[Records drawn from a dataset]
************

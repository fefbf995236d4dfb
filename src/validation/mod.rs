//! Declarative request validation.
//!
//! Rules are declared per resource as static `FieldSpec` tables and applied
//! to the decoded JSON payload before it is deserialized into a typed
//! request. Failures are collected per field, in declaration order, and
//! never short-circuit, so a response reports every invalid field at once.

use once_cell::sync::Lazy;
use regex::Regex;
use serde::Serialize;
use serde_json::{Map, Value};

static EMAIL_RE: Lazy<Regex> =
    Lazy::new(|| Regex::new(r"^[a-zA-Z0-9._%+-]+@[a-zA-Z0-9.-]+\.[a-zA-Z]{2,}$").unwrap());

/// A single field constraint.
///
/// `Min`/`Max` follow the original validator semantics: character count for
/// strings, element count for arrays, value for numbers.
#[derive(Debug, Clone, Copy, PartialEq)]
pub enum Rule {
    Required,
    Min(i64),
    Max(i64),
    OneOf(&'static [&'static str]),
    Email,
}

/// Constraints for one payload field, keyed by its JSON name.
#[derive(Debug, Clone, Copy)]
pub struct FieldSpec {
    pub field: &'static str,
    pub rules: &'static [Rule],
}

/// A field-level validation failure, serialized into the error envelope.
#[derive(Debug, Clone, PartialEq, Serialize)]
pub struct FieldError {
    pub field: String,
    pub message: String,
}

/// Validate a decoded payload against the declared field constraints.
///
/// Absent or null fields only trip `Required`; the remaining rules apply to
/// supplied values, which is what makes the same tables usable for both
/// create payloads (with `Required`) and partial updates (without).
pub fn validate(payload: &Map<String, Value>, specs: &[FieldSpec]) -> Result<(), Vec<FieldError>> {
    let mut errors = Vec::new();

    for spec in specs {
        let value = payload.get(spec.field);
        for rule in spec.rules {
            if let Some(message) = check(value, rule) {
                errors.push(FieldError { field: spec.field.to_string(), message });
            }
        }
    }

    if errors.is_empty() {
        Ok(())
    } else {
        Err(errors)
    }
}

fn check(value: Option<&Value>, rule: &Rule) -> Option<String> {
    let present = match value {
        None | Some(Value::Null) => false,
        Some(_) => true,
    };

    if let Rule::Required = rule {
        let empty_string = matches!(value, Some(Value::String(s)) if s.is_empty());
        if !present || empty_string {
            return Some(message_for(rule));
        }
        return None;
    }

    // All other rules only apply to supplied values
    let value = match value {
        None | Some(Value::Null) => return None,
        Some(v) => v,
    };

    let ok = match rule {
        Rule::Required => unreachable!(),
        Rule::Min(n) => match value {
            Value::String(s) => s.chars().count() as i64 >= *n,
            Value::Array(items) => items.len() as i64 >= *n,
            Value::Number(v) => v.as_f64().map_or(false, |v| v >= *n as f64),
            _ => true,
        },
        Rule::Max(n) => match value {
            Value::String(s) => s.chars().count() as i64 <= *n,
            Value::Array(items) => items.len() as i64 <= *n,
            Value::Number(v) => v.as_f64().map_or(false, |v| v <= *n as f64),
            _ => true,
        },
        Rule::OneOf(allowed) => match value {
            Value::String(s) => allowed.contains(&s.as_str()),
            _ => false,
        },
        Rule::Email => match value {
            Value::String(s) => EMAIL_RE.is_match(s),
            _ => false,
        },
    };

    if ok {
        None
    } else {
        Some(match rule {
            Rule::Min(_) | Rule::Max(_) if !matches!(value, Value::String(_)) => {
                non_string_bound_message(rule)
            }
            _ => message_for(rule),
        })
    }
}

/// User-facing message for a failed rule. Rules without a specific message
/// fall back to "Invalid value".
fn message_for(rule: &Rule) -> String {
    match rule {
        Rule::Required => "This field is required".to_string(),
        Rule::Min(n) => format!("Must be at least {} characters long", n),
        Rule::Max(n) => format!("Must not exceed {} characters", n),
        Rule::OneOf(allowed) => format!("Must be one of: {}", allowed.join(", ")),
        _ => "Invalid value".to_string(),
    }
}

fn non_string_bound_message(rule: &Rule) -> String {
    match rule {
        Rule::Min(n) => format!("Must be at least {}", n),
        Rule::Max(n) => format!("Must not exceed {}", n),
        _ => "Invalid value".to_string(),
    }
}

#[cfg(test)]
mod tests {
    use super::*;
    use serde_json::json;

    fn payload(value: Value) -> Map<String, Value> {
        match value {
            Value::Object(map) => map,
            _ => panic!("expected object"),
        }
    }

    const NAME_RULES: &[FieldSpec] = &[FieldSpec {
        field: "name",
        rules: &[Rule::Required, Rule::Min(2), Rule::Max(50)],
    }];

    #[test]
    fn missing_required_field() {
        let errors = validate(&payload(json!({})), NAME_RULES).unwrap_err();
        assert_eq!(errors.len(), 1);
        assert_eq!(errors[0].field, "name");
        assert_eq!(errors[0].message, "This field is required");
    }

    #[test]
    fn empty_string_fails_required() {
        let errors = validate(&payload(json!({"name": ""})), NAME_RULES).unwrap_err();
        assert!(errors.iter().any(|e| e.message == "This field is required"));
    }

    #[test]
    fn string_length_bounds() {
        let errors = validate(&payload(json!({"name": "x"})), NAME_RULES).unwrap_err();
        assert_eq!(errors[0].message, "Must be at least 2 characters long");

        let long = "x".repeat(51);
        let errors = validate(&payload(json!({"name": long})), NAME_RULES).unwrap_err();
        assert_eq!(errors[0].message, "Must not exceed 50 characters");

        assert!(validate(&payload(json!({"name": "PlayStation"})), NAME_RULES).is_ok());
    }

    #[test]
    fn numeric_bounds_use_value_not_length() {
        const SCORE: &[FieldSpec] = &[FieldSpec {
            field: "metacriticScore",
            rules: &[Rule::Min(0), Rule::Max(100)],
        }];
        let errors = validate(&payload(json!({"metacriticScore": 101})), SCORE).unwrap_err();
        assert_eq!(errors[0].message, "Must not exceed 100");
        assert!(validate(&payload(json!({"metacriticScore": 87.5})), SCORE).is_ok());
    }

    #[test]
    fn array_bounds_use_element_count() {
        const PLATFORMS: &[FieldSpec] = &[FieldSpec {
            field: "platforms",
            rules: &[Rule::Required, Rule::Min(1)],
        }];
        let errors = validate(&payload(json!({"platforms": []})), PLATFORMS).unwrap_err();
        assert_eq!(errors[0].message, "Must be at least 1");
    }

    #[test]
    fn optional_fields_skip_rules_when_absent() {
        const UPDATE: &[FieldSpec] = &[FieldSpec {
            field: "name",
            rules: &[Rule::Min(2), Rule::Max(50)],
        }];
        assert!(validate(&payload(json!({})), UPDATE).is_ok());
        assert!(validate(&payload(json!({"name": null})), UPDATE).is_ok());
        assert!(validate(&payload(json!({"name": "x"})), UPDATE).is_err());
    }

    #[test]
    fn one_of_membership() {
        const KIND: &[FieldSpec] = &[FieldSpec {
            field: "kind",
            rules: &[Rule::OneOf(&["console", "handheld"])],
        }];
        let errors = validate(&payload(json!({"kind": "toaster"})), KIND).unwrap_err();
        assert_eq!(errors[0].message, "Must be one of: console, handheld");
        assert!(validate(&payload(json!({"kind": "handheld"})), KIND).is_ok());
    }

    #[test]
    fn email_format_falls_back_to_generic_message() {
        const EMAIL: &[FieldSpec] = &[FieldSpec {
            field: "email",
            rules: &[Rule::Required, Rule::Email],
        }];
        let errors = validate(&payload(json!({"email": "not-an-email"})), EMAIL).unwrap_err();
        assert_eq!(errors[0].message, "Invalid value");
        assert!(validate(&payload(json!({"email": "sam@example.com"})), EMAIL).is_ok());
    }

    #[test]
    fn multiple_fields_reported_together() {
        const SPECS: &[FieldSpec] = &[
            FieldSpec { field: "name", rules: &[Rule::Required, Rule::Min(2)] },
            FieldSpec { field: "manufacturer", rules: &[Rule::Required] },
        ];
        let errors = validate(&payload(json!({"name": "x"})), SPECS).unwrap_err();
        assert_eq!(errors.len(), 2);
        assert_eq!(errors[0].field, "name");
        assert_eq!(errors[1].field, "manufacturer");
    }
}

************

* _Aim of the task_
Each line above that contains the string "declared" should be copied.

* _Result of this task_
//! Rules are declared per resource as static `FieldSpec` tables and applied
/// Validate a decoded payload against the declared field constraints.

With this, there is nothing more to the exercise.